The pink
bouffant

Sharon's new hairdo takes on a life of it's own.

Blowdrying her hair, a shock of fuchsia where it used to all be grey, the stylist exclaimed, hot granny!
 
The thing was, she wasn’t a grandmother, never even a mother, and was shocked to hear herself referred to that way. In fact, she was very irritated by it.
 
Not everyone is who you expect them to be, she thought.
 
Sharon sat in the hairdresser’s chair as he curled and sprayed. She asked him to make the curls bigger, the height of her hair higher, wondered aloud if the colour was too muted. But he tempered her, he told her to be practical, not to go overboard, that the colour was bold enough.
 
As she sat there quietly, angrily conceding, a refrain began to build from deep inside her: I’ll show you, I’ll show you all. I will become the ‘do. I will be the embodiment of a pink bouffant. It will be bigger, it will be bolder. You will see me coming.

"I will become the ‘do. I will be the embodiment of a pink bouffant."

Back at home, she fussed with it for a week. It took 84 hot rollers and 36 large velcro rollers to get it the way that she wanted it.
 
Steam rose from the bathroom counter, fogging up the mirror. One set of curlers hadn’t been enough so she’d bought seven. They lined up in rows puffing out little bursts of steam like pink train cars waiting at the station.
 
The shade of lipstick she’d bought didn’t match her pink hair perfectly.

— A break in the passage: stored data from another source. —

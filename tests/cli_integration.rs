//! CLI integration tests using assert_cmd to exercise the actual binary.
//!
//! Nothing here embeds text, so no model is ever fetched.

use std::fs;

use assert_cmd::Command;
use predicates::prelude::*;
use tempfile::TempDir;

fn dlp_guard() -> Command {
    Command::cargo_bin("dlp-guard").unwrap()
}

// ---------------------------------------------------------------------------
// analyze
// ---------------------------------------------------------------------------

#[test]
fn cli_analyze_masks_phone_number() {
    dlp_guard()
        .args(["analyze", "내 번호는 010-1234-5678 입니다"])
        .assert()
        .success()
        .stdout(predicate::str::contains(r#""maskedText": "내 번호는 *** 입니다""#))
        .stdout(predicate::str::contains(r#""status": "danger""#))
        .stdout(predicate::str::contains("010-1234-5678"));
}

#[test]
fn cli_analyze_reads_stdin() {
    dlp_guard()
        .arg("analyze")
        .write_stdin("오늘 회의는 취소되었습니다")
        .assert()
        .success()
        .stdout(predicate::str::contains(r#""status": "safe""#));
}

#[test]
fn cli_analyze_reads_file() {
    let tmp = TempDir::new().unwrap();
    let file = tmp.path().join("memo.txt");
    fs::write(&file, "contact test@example.com").unwrap();

    dlp_guard()
        .arg("analyze")
        .arg("--file")
        .arg(&file)
        .assert()
        .success()
        .stdout(predicate::str::contains("test@example.com"))
        .stdout(predicate::str::contains(r#""maskedText": "contact ***""#));
}

#[test]
fn cli_analyze_rejects_empty_text() {
    dlp_guard()
        .args(["analyze", ""])
        .assert()
        .failure()
        .stdout(predicate::str::contains(r#""success": false"#))
        .stdout(predicate::str::contains("invalid input"));
}

// ---------------------------------------------------------------------------
// decide / index
// ---------------------------------------------------------------------------

#[test]
fn cli_decide_without_index_fails() {
    let tmp = TempDir::new().unwrap();

    dlp_guard()
        .args(["decide", "some confidential text"])
        .current_dir(tmp.path())
        .assert()
        .failure()
        .stdout(predicate::str::contains(r#""success": false"#))
        .stdout(predicate::str::contains("index not initialized"));
}

#[test]
fn cli_index_load_without_index() {
    let tmp = TempDir::new().unwrap();

    dlp_guard()
        .args(["index", "load"])
        .current_dir(tmp.path())
        .assert()
        .success()
        .stdout(predicate::str::contains(r#""success": true"#))
        .stdout(predicate::str::contains("no index found"));
}

#[test]
fn cli_index_init_on_empty_folder_fails() {
    let tmp = TempDir::new().unwrap();
    fs::create_dir_all(tmp.path().join("sanitized")).unwrap();

    dlp_guard()
        .args(["index", "init"])
        .current_dir(tmp.path())
        .assert()
        .failure()
        .stdout(predicate::str::contains("no valid documents found"));

    assert!(!tmp.path().join("dictionary").join("vector_index.json").exists());
}

#[test]
fn cli_index_add_rejects_missing_folder() {
    let tmp = TempDir::new().unwrap();

    dlp_guard()
        .args(["index", "add", "--path", "does-not-exist"])
        .current_dir(tmp.path())
        .assert()
        .failure()
        .stdout(predicate::str::contains("not a directory"));
}

#[test]
fn cli_rejects_inverted_thresholds() {
    let tmp = TempDir::new().unwrap();
    fs::create_dir_all(tmp.path().join(".dlp-guard")).unwrap();
    fs::write(
        tmp.path().join(".dlp-guard/config.yml"),
        "similarity:\n  danger_threshold: 0.9\n  critical_threshold: 0.85\n",
    )
    .unwrap();

    dlp_guard()
        .args(["index", "load"])
        .current_dir(tmp.path())
        .assert()
        .failure()
        .stdout(predicate::str::contains("invalid config"));
}

#[test]
fn cli_missing_explicit_config_fails() {
    let tmp = TempDir::new().unwrap();

    dlp_guard()
        .args(["index", "load", "--config", "nope.yml"])
        .current_dir(tmp.path())
        .assert()
        .failure()
        .stdout(predicate::str::contains("file not found"));
}

// ---------------------------------------------------------------------------
// extract
// ---------------------------------------------------------------------------

#[test]
fn cli_extract_previews_text_files() {
    let tmp = TempDir::new().unwrap();
    let docs = tmp.path().join("docs");
    fs::create_dir_all(&docs).unwrap();
    fs::write(docs.join("short.txt"), "hello preview").unwrap();
    fs::write(docs.join("long.txt"), "x".repeat(600)).unwrap();

    let long_preview = format!("{}...", "x".repeat(500));
    dlp_guard()
        .arg("extract")
        .arg(&docs)
        .assert()
        .success()
        .stdout(predicate::str::contains("hello preview"))
        .stdout(predicate::str::contains(long_preview));
}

It was the wrong shade of pink. She would have to go back to the beauty counter in the early afternoon, when the light was brighter. In the evenings, the sun cast a rosy glow on everything. That’s why the lipstick looked like it matched, but she could see now it was tinted toward coral. And she needed a cool fuchsia. She was learning the nuances of the power of pink.
 
She started shopping. At first it was only going to be for the bedroom: New sheets, pillows, duvet cover. Then she got a new pink bed frame. Then pink nightstands. She was surprised at how many pink lamps she could find, choosing which style was the difficult part.
 
Her shoes; all pink. Her jewelry: all pink, rose gold and rubies and pink glass crystals. 
 
She yanked out the white flowers in the planters on the front stoop, and replaced them with bright pink roses.
 
Her nails, (she went with gels), were long and rounded, and pink, she had her toes painted to match.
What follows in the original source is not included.